==== Data under study

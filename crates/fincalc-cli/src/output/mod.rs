pub mod csv_out;
pub mod minimal;
pub mod table;

use crate::OutputFormat;
use serde_json::{Map, Value};

/// Dispatch output to the appropriate formatter.
pub fn format_output(format: &OutputFormat, value: &Value) {
    match format {
        OutputFormat::Json => match serde_json::to_string_pretty(value) {
            Ok(s) => println!("{s}"),
            Err(e) => eprintln!("JSON serialization error: {e}"),
        },
        OutputFormat::Table => table::print_table(value),
        OutputFormat::Csv => csv_out::print_csv(value),
        OutputFormat::Minimal => minimal::print_minimal(value),
    }
}

/// The `result` object of a computation envelope, or the value itself.
pub(crate) fn result_of(value: &Value) -> &Value {
    value
        .as_object()
        .and_then(|m| m.get("result"))
        .unwrap_or(value)
}

/// Split a result object into scalar fields and the first row-list field
/// (e.g. amortization `entries`).
pub(crate) fn split_rows(map: &Map<String, Value>) -> (Vec<(&str, &Value)>, Option<(&str, &[Value])>) {
    let mut scalars = Vec::new();
    let mut rows = None;
    for (key, val) in map {
        match val {
            Value::Array(items) if rows.is_none() && items.iter().all(Value::is_object) && !items.is_empty() => {
                rows = Some((key.as_str(), items.as_slice()));
            }
            _ => scalars.push((key.as_str(), val)),
        }
    }
    (scalars, rows)
}

/// Render a JSON value as a single cell.
pub(crate) fn cell(value: &Value) -> String {
    match value {
        Value::String(s) => s.clone(),
        Value::Number(n) => n.to_string(),
        Value::Bool(b) => b.to_string(),
        Value::Null => String::new(),
        Value::Array(items) => items.iter().map(cell).collect::<Vec<_>>().join(", "),
        Value::Object(_) => serde_json::to_string(value).unwrap_or_default(),
    }
}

========

Print exactly the lines of the records from the one containing "(scalars, rows)" through the end, and nothing besides them.

Problem solution
    (scalars, rows)
}

/// Render a JSON value as a single cell.
pub(crate) fn cell(value: &Value) -> String {
    match value {
        Value::String(s) => s.clone(),
        Value::Number(n) => n.to_string(),
        Value::Bool(b) => b.to_string(),
        Value::Null => String::new(),
        Value::Array(items) => items.iter().map(cell).collect::<Vec<_>>().join(", "),
        Value::Object(_) => serde_json::to_string(value).unwrap_or_default(),
    }
}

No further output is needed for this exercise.